Hackathon - Document Search Solution¶

Overview¶

This repo folks source code from the backend component that we implemented in our Document Resources Management System Mobile App in the One Mount Hackathon contest has been organized at Ha Noi, 2021. Our solution matches with feasibility to implement and be a workable prototype.

Our application contains a search engine to search all legal documents in our company, and solved problems that we faced in our workplace:

Its supports full-text search, instead of searching from metadata only (title, abstracts, short description,...), then reduced time to deep-dive into the body of document when the users see matches keyword.
Its centralization knowledge, follow the single source of truth principle and is served through friendly UI in mobile.
It contains interactive modules that connect with user data, such as search behaviors, related documents to build a persona box with useful information.

Logic Implemented¶

By researching a lot of paper walkthroughs, we adopt the following components that we try to deploy to our systems.

Architecture¶

By leveraging our cloud infrastructure, we used a lot of products offered by Google to deliver our backend components:

Schedule, Functions: Cloud Schedule, Cloud Functions, Data Proc
Text Extract, Transformation: Translation API, Vision API, Natural Language API
Storage: BigQuery, Cloud Storage

Then, we use low-code Outsystems to build Front End component that will pack our information and served it through the mobile application.
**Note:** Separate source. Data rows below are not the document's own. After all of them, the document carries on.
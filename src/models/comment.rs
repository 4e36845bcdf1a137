//! Comment model

use serde::{Deserialize, Serialize};

/// Text attached to a post.
///
/// Comments have no client-local identity beyond their position in the
/// list fetched from the post-scoped endpoint.
#[derive(Debug, Clone, Serialize, Deserialize)]
pub struct Comment {
    /// Service-assigned identifier
    pub id: u64,
    /// Comment body
    pub text: String,
}
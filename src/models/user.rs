//! User record as returned by the service's collection endpoint

use serde::{Deserialize, Serialize};

/// A user record from `GET /users/`.
///
/// The service returns the whole collection; credentials are compared
/// client-side, so the password field arrives in plaintext.
#[derive(Debug, Clone, Serialize, Deserialize)]
pub struct User {
    /// Service-assigned identifier
    pub id: u64,
    /// Login email
    pub email: String,
    /// Login password (plaintext on the wire)
    pub password: String,
}

impl User {
    /// Check whether the given credentials match this record exactly.
    pub fn matches(&self, email: &str, password: &str) -> bool {
        self.email == email && self.password == password
    }
}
We put Front End/Back End in different virtual machine instances (for securities purposes)

Based on that, behind the scenes, we have designed a data pipeline to extract information and information from our document.

Data Pipeline¶

There is a consistent process that the Back End component will cover for the document journeys. The diagram below will show that:

When document owners or operators publish a document into the system, the Backend then triggers the following four steps:

Step 1: Metadata, Document Read.

This step pulls metadata of the document based on the fill-in of the user through operation UI with the below sample:

metadata:
  entity: Company Sample A
  language: VIE
  number: "No. 120"
  issued_date: 2021-11-04
  effective_date: 2022-01-01
  source: Business Development
  subject: Strategic Opportunities Template
  title: Strategic Opportunities Template
  type: Internal Regulation
  is_internal: true

The number of annotating metadata from a document will be increased time-to-time because it can be input by the document owner or operators, some can be extracted automatically based on text mapping then still need to be verified later.

Then, we read the document and convert it into a text file *.txt and translate English/Vietnamese depending on the language of the document.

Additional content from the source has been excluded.